R.I.P. actor Louis Jourdan, one of Hollywood’s favorite Frenchmen

R.I.P. actor Louis Jourdan, one of Hollywood’s favorite Frenchmen

A gifted actor with a suave and mysterious air, Louis Jourdan became one of Hollywood’s most durable Frenchmen after relocating to the U.S. in the wake of World War II, and launching a successful career in film and TV that lasted into the early 1990s. Jourdan—who retired at age 70—died on Saturday at his home in Beverly Hills. He was 93.

Jourdan was born Louis Gendre in Marseille, where his family ran a hotel, and became interested in acting in his teens, taking his mother’s maiden name as his professional surname. (His younger brother, Pierre, who also adopted the Jourdan name, became a notable stage and TV director in France.) The early years of his career was shaped by a close association with director Marc Allégret, who hired Jourdan as an assistant and gave him his first film role in Le Corsaire, production on which was left unfinished because of the outbreak of war. Like Allégret, Jourdan remained in occupied France, where he appeared in a string of comedies and romances and became involved with the Resistance’s leaflet-printing operation.

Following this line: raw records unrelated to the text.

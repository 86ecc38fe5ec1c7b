//! Window stacking order.

/// Stacking order of the root window's children.
#[derive(Debug, Default)]
pub struct WindowTree {
    /// List of windows in stacking order (back to front).
    /// The last element is the topmost window.
    pub stacking_order: Vec<u32>,
}

impl WindowTree {
    pub fn new() -> Self {
        Self {
            stacking_order: Vec::new(),
        }
    }

    /// Insert a new window at the top of the stack.
    pub fn insert(&mut self, window_id: u32) {
        if !self.contains(window_id) {
            self.stacking_order.push(window_id);
        }
    }

    /// Remove a window from the stack.
    pub fn remove(&mut self, window_id: u32) {
        if let Some(pos) = self.position(window_id) {
            self.stacking_order.remove(pos);
        }
    }

    /// Move a window to the top (front) of the stack.
    pub fn bring_to_front(&mut self, window_id: u32) {
        if let Some(pos) = self.position(window_id) {
            let id = self.stacking_order.remove(pos);
            self.stacking_order.push(id);
        }
    }

    /// Place a window directly above `sibling`, or at the bottom when
    /// `sibling` is `None`. Unknown siblings leave the order unchanged.
    pub fn restack_above(&mut self, window_id: u32, sibling: Option<u32>) {
        if Some(window_id) == sibling {
            return;
        }
        let Some(pos) = self.position(window_id) else {
            return;
        };

        match sibling {
            None => {
                let id = self.stacking_order.remove(pos);
                self.stacking_order.insert(0, id);
            }
            Some(sibling) => {
                if !self.contains(sibling) {
                    return;
                }
                let id = self.stacking_order.remove(pos);
                if let Some(below) = self.position(sibling) {
                    self.stacking_order.insert(below + 1, id);
                }
            }
        }
    }

    pub fn contains(&self, window_id: u32) -> bool {
        self.stacking_order.contains(&window_id)
    }

    /// Get the topmost window ID.
    pub fn topmost(&self) -> Option<u32> {
        self.stacking_order.last().copied()
    }

    /// Windows from top to bottom.
    pub fn iter_top_down(&self) -> impl Iterator<Item = u32> + '_ {
        self.stacking_order.iter().rev().copied()
    }

    pub fn len(&self) -> usize {
        self.stacking_order.len()
    }

    pub fn is_empty(&self) -> bool {
        self.stacking_order.is_empty()
    }

    fn position(&self, window_id: u32) -> Option<usize> {
        self.stacking_order.iter().position(|&id| id == window_id)
    }
}
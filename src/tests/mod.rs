mod compositor;
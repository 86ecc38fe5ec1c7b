//! Core error types

use std::time::Duration;

use thiserror::Error;

use crate::core::sync::fence::FenceState;

/// Reasons fence-based synchronization cannot be used on this display.
///
/// These are detected once, while probing, and always lead to the blocking
/// round-trip fallback.
#[derive(Error, Debug, Clone, PartialEq, Eq)]
pub enum CapabilityError {
    #[error("X server does not support the {0} extension")]
    MissingExtension(&'static str),

    #[error("{extension} handshake failed: {message}")]
    HandshakeFailed { extension: &'static str, message: String },

    #[error("GL entry point {0} could not be resolved")]
    MissingSymbol(&'static str),

    #[error("GL implementation lacks {0}")]
    MissingGlExtension(&'static str),

    #[error("GL extension list unavailable: {0}")]
    NoExtensionList(String),
}

/// Errors raised by the fence ring and its slots.
#[derive(Error, Debug, Clone, PartialEq, Eq)]
pub enum SyncError {
    #[error("synchronization unavailable: {0}")]
    Capability(#[from] CapabilityError),

    #[error("display connection error: {0}")]
    Connection(String),

    #[error("fence ring is not initialized")]
    NotInitialized,

    #[error("fence ring disabled after {reboots} reboots")]
    Disabled { reboots: u32 },

    #[error("fence slot {slot} is {found:?}, expected {expected:?}")]
    InvalidState {
        slot: usize,
        expected: FenceState,
        found: FenceState,
    },

    #[error("fence slot {slot} did not complete within {waited:?}")]
    Timeout { slot: usize, waited: Duration },

    #[error("waiting on fence slot {slot} failed")]
    WaitFailed { slot: usize },

    #[error("GPU sync error: {0}")]
    Gpu(String),
}

impl SyncError {
    pub fn connection(msg: impl Into<String>) -> Self {
        Self::Connection(msg.into())
    }

    pub fn gpu(msg: impl Into<String>) -> Self {
        Self::Gpu(msg.into())
    }
}

/// Core compositor errors
#[derive(Error, Debug, Clone)]
pub enum CoreError {
    #[error("X11 error: {0}")]
    X11Error(String),

    #[error("Invalid window ID: {0:#x}")]
    InvalidWindowId(u32),

    #[error("Synchronization error: {0}")]
    Sync(#[from] SyncError),
}

impl CoreError {
    pub fn x11_error(msg: impl Into<String>) -> Self {
        Self::X11Error(msg.into())
    }
}

/// Result type for core operations
pub type Result<T> = std::result::Result<T, CoreError>;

After the end of the war, Jourdan was invited to Hollywood by producer David O. Selznick, who gave him his first American role in Alfred Hitchcock’s 1947 courtroom drama The Paradine Case. Jourdan’s next project would provide him with one his best roles, as the callow pianist Stefan Brand in Max Ophüls’ masterful Stefan Zweig adaptation Letter From An Unknown Woman.

Jourdan’s Continental good looks and distinctive breathy, delicate delivery made him a popular romantic presence in Hollywood throughout the late ’40s and 1950s. He co-starred in Jacques Tourneur’s Technicolor pirate adventure Anne Of The Indies, Delmer Daves’ remake of Bird Of Paradise, Jean Negulesco’s Three Coins In The Fountain, and, most famously, in two French-set movies directed by the great Vincente Minnelli, Madame Bovary and Gigi. Jourdan made inroads in TV, and, in 1955, he starred starred—along with his Occupation-era co-star Claude Dauphin—in ABC’s one-of-a-kind police procedural Paris Precinct, which was filmed on location in Paris with an English-speaking French cast.

Though Jourdan periodically appeared in French films, his greatest success came in America, where he became Hollywood’s go-to debonair foreigner; one could argue that his willingness to be typecast (”I would rather be called a character actor than a star,” he would later say) tended to obscure his talent and range. He found steady work on TV movies and as a series guest star later in his career, before being cast a James Bond villain—a kind of rite of passage for foreign-born stars—in 1983’s Octopussy. And though Jourdan isn’t exactly convincing as an Afghan prince, his trembling, darting performance is eminently watchable, as is his tendency to mumble the title character’s name, as though he were embarrassed.

Jourdan also played villain Anton Arcane in two ’80s Swamp Thing movies, and played D’Artangan and Dracula in back-to-back TV movies in 1977. His final role was in 1992’s Year Of The Comet, directed by Peter Yates. He married his childhood sweetheart, Berthe Frederique, in 1946; they remained married until her death in 2011.